SAN FRANCISCO (Reuters) - The Nobel-winning medical science that points the way to a cancer cure was sparked by curiosity, not business sense, a new laureate said on Monday.

Elizabeth Blackburn won the Nobel prize for medicine together with Carol Greider and Jack Szostak for work on the existence and nature of telomerase, an enzyme that helps prevent the fraying of chromosomes and is core to new work on aging and cancer.

Federal research grants made the work possible, and that money is becoming more important as the California public education system which nurtured the science struggles with budget cuts that will probably reduce the wages of Blackburn and her colleagues.

Now a professor of biology and physiology at the University of California, San Francisco, Blackburn's federal grant application had proposed understanding how the ends of the chromosomes worked.
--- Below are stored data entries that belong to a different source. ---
//! 公司搜索 - 编排层
//!
//! ## 两阶段流程
//!
//! 1. **发现**：在 0 号槽位上运行一次搜索任务，从公开目录中找出公司列表
//! 2. **分析**：把每家公司派发到 `index % N` 槽位，访问官网判断办公室分布
//!
//! 多个查询并发执行，共用同一个调度器；结果按查询顺序拼接，不去重。

use std::sync::Arc;

use futures::future::join_all;
use futures::FutureExt;
use serde_json::{json, Map, Value as JsonValue};
use tokio::sync::oneshot;
use tracing::{error, info, warn};

use crate::config::SearchSettings;
use crate::error::AppResult;
use crate::models::schema::{FieldKind, OutputField, OutputSchema};
use crate::models::work_item::{value_to_text, ResultSet, WorkItem};
use crate::orchestrator::limiter::ConcurrencyLimiter;
use crate::orchestrator::resource_pool::{HandleLauncher, ResourcePool};
use crate::orchestrator::scheduler::SlotScheduler;
use crate::orchestrator::{collector, dispatcher};
use crate::services::agent::BrowserAgent;
use crate::services::prompt::PromptTemplate;
use crate::workflow::ItemFlow;
use crate::utils::logging;

/// 发现阶段固定使用的槽位
pub const DISCOVERY_SLOT: usize = 0;

const DISCOVERY_TASK: &str = r#"Follow these steps exactly:
1. Open https://www.google.com
2. Wait for the page to load
3. Search for "{query} companies list directory"
4. IMPORTANT: Avoid high-risk websites that often block bots:
   - Avoid F6S, Crunchbase, LinkedIn, AngelList
   - Prefer local business directories, government sites, or local industry associations
   - Look for comprehensive lists, not just "top" companies
5. If a page blocks access or seems risky:
   - Go back to the Google results
   - Try another source from the results
   - Repeat until you find an accessible source
6. From the found source, extract as many companies as possible (not just the top 5)
7. For each company collect:
   - Company name
   - Official website URL (not social media profiles)
8. Return the data as a JSON list with fields: name, website
9. If no data was extracted, go back to step 3 and try different search terms like:
   - "{query} business directory"
   - "{query} company registry"
   - "list of {query}""#;

const ANALYSIS_TASK: &str = r#"Follow these steps exactly:
1. Open {website}
2. Wait for the page to load
3. If the page blocks access, stop and return the blocked answer from step 7
4. Look for company information:
   - Check footer links first (they often have location info)
   - Look for "Contact", "About", "Locations", "Global Presence"
   - Check for office locations in Brazil and Argentina
5. If the main page doesn't have enough info:
   - Try the "Contact" or "About" pages
   - Look for "Global" or "International" sections
6. Return a JSON object with fields:
   - has_offices (boolean)
   - brazil_office (boolean)
   - argentina_office (boolean)
   - all_locations (list of strings)
   - brief (string, max 500 chars)
7. If blocked or an error occurs, return:
   {"error": "access_blocked"}"#;

/// 公司分析结果的 schema
pub fn company_schema() -> OutputSchema {
    OutputSchema::new(vec![
        OutputField::new("has_offices", FieldKind::Bool, json!(false)),
        OutputField::new("brazil_office", FieldKind::Bool, json!(false)),
        OutputField::new("argentina_office", FieldKind::Bool, json!(false)),
        OutputField::new("all_locations", FieldKind::List, json!("")),
        OutputField::new(
            "brief",
            FieldKind::Text { max_chars: Some(500) },
            json!("Analysis failed"),
        ),
    ])
}

/// 输出表的列顺序
pub fn company_columns() -> Vec<String> {
    let mut columns = vec!["name".to_string(), "website".to_string()];
    columns.extend(company_schema().column_names());
    columns
}

/// 发现阶段的任务描述
pub fn discovery_task(query: &str) -> String {
    DISCOVERY_TASK.replace("{query}", query)
}

/// 宽松解析发现阶段返回的公司列表
///
/// 接受数组、带 `companies` 数组的对象、或包在文本里的 JSON；
/// 没有 website 的条目被跳过
pub fn parse_companies(response: &JsonValue) -> Vec<WorkItem> {
    let parsed;
    let value = match response {
        JsonValue::String(text) => match crate::services::llm_service::parse_structured_answer(text) {
            Ok(value) => {
                parsed = value;
                &parsed
            }
            Err(_) => return Vec::new(),
        },
        other => other,
    };

    let entries: &[JsonValue] = match value {
        JsonValue::Array(entries) => entries.as_slice(),
        JsonValue::Object(object) => match object.get("companies") {
            Some(JsonValue::Array(entries)) => entries.as_slice(),
            _ => &[],
        },
        _ => &[],
    };

    entries
        .iter()
        .filter_map(|entry| {
            let object = entry.as_object()?;
            let website = object.get("website").map(value_to_text).unwrap_or_default();
            if website.trim().is_empty() {
                return None;
            }
            let name = object.get("name").map(value_to_text).unwrap_or_default();
            let mut fields = Map::new();
            fields.insert("name".into(), JsonValue::String(name));
            fields.insert("website".into(), JsonValue::String(website.trim().to_string()));
            Some(fields)
        })
        .enumerate()
        .map(|(index, fields)| WorkItem::new(index, fields))
        .collect()
}

/// 公司搜索器
pub struct CompanySearcher<'a, A: BrowserAgent> {
    agent: Arc<A>,
    scheduler: &'a SlotScheduler<A::Handle>,
    analysis: Arc<ItemFlow<A>>,
}

impl<'a, A: BrowserAgent> CompanySearcher<'a, A> {
    pub fn new(agent: Arc<A>, scheduler: &'a SlotScheduler<A::Handle>) -> Self {
        let analysis = Arc::new(ItemFlow::new(
            agent.clone(),
            PromptTemplate::new(ANALYSIS_TASK),
            company_schema(),
        ));
        Self {
            agent,
            scheduler,
            analysis,
        }
    }

    /// 发现阶段：失败时记 error 并返回空列表
    pub async fn discover(&self, query: &str) -> Vec<WorkItem> {
        let (tx, rx) = oneshot::channel();
        let agent = self.agent.clone();
        let task = discovery_task(query);

        let submitted = self.scheduler.submit(DISCOVERY_SLOT, move |handle| {
            async move {
                let _ = tx.send(agent.run(&task, &handle).await);
            }
            .boxed()
        });
        if let Err(e) = submitted {
            error!("[{}] ❌ 无法提交发现任务: {}", query, e);
            return Vec::new();
        }

        match rx.await {
            Ok(Ok(response)) => {
                let companies = parse_companies(&response);
                info!("[{}] ✓ 发现 {} 家公司", query, companies.len());
                companies
            }
            Ok(Err(e)) => {
                error!("[{}] ❌ 发现阶段失败: {:#}", query, e);
                Vec::new()
            }
            Err(_) => {
                error!("[{}] ❌ 发现任务异常中止", query);
                Vec::new()
            }
        }
    }

    /// 单个查询的完整流程
    pub async fn search_and_analyze(&self, query: &str) -> ResultSet {
        info!("🔍 开始搜索: {}", query);
        let companies = self.discover(query).await;
        if companies.is_empty() {
            warn!("[{}] ⚠️ 没有发现任何公司", query);
            return ResultSet::new();
        }

        let batch = dispatcher::dispatch(self.scheduler, self.analysis.clone(), companies);
        let (results, stats) = collector::collect(batch).await;
        logging::log_batch_complete(query, stats.succeeded, stats.dispatched);
        results
    }

    /// 并发执行所有查询，结果按查询顺序拼接
    pub async fn search_all(&self, queries: &[String]) -> ResultSet {
        let per_query = join_all(queries.iter().map(|q| self.search_and_analyze(q))).await;
        let mut all = ResultSet::new();
        for results in per_query {
            all.extend(results);
        }
        all
    }
}

/// 启动浏览器池、执行所有查询，并在任何路径上释放浏览器
pub async fn run_company_search<L, A>(
    settings: &SearchSettings,
    queries: &[String],
    launcher: &L,
    agent: A,
) -> AppResult<ResultSet>
where
    A: BrowserAgent,
    L: HandleLauncher<Handle = A::Handle>,
{
    if queries.is_empty() {
        warn!("⚠️ 没有配置搜索查询");
        return Ok(ResultSet::new());
    }

    let limiter = ConcurrencyLimiter::new(settings.max_parallel)?;
    let pool = Arc::new(ResourcePool::launch(settings.max_parallel, launcher).await?);
    let scheduler = match SlotScheduler::start(&pool, limiter) {
        Ok(scheduler) => scheduler,
        Err(e) => {
            pool.release_all().await;
            return Err(e);
        }
    };

    let results = CompanySearcher::new(Arc::new(agent), &scheduler)
        .search_all(queries)
        .await;

    scheduler.shutdown().await;
    pool.release_all().await;
    info!("✓ 公司搜索完成，共 {} 条结果", results.len());
    Ok(results)
}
"I was just following my nose," she told a news conference after the announcement of her prize by the Nobel committee in Stockholm. "That would look pretty bad in a business plan," she said, noting that basic research is long and costly.

Blackburn's work in the field dates to the late 1970s, and about three decades later a therapy based on the enzyme is in trials by biotech firms Merck and Geron.

Now the University of California system is chopping salaries and raising the fees that have made it unusually affordable, raising questions over whether Blackburn and her colleagues will face wage cuts for future research.

"Get a Nobel prize, have a pay cut," quipped Blackburn. "It sort of breaks my heart to see it being under attack."   Continued...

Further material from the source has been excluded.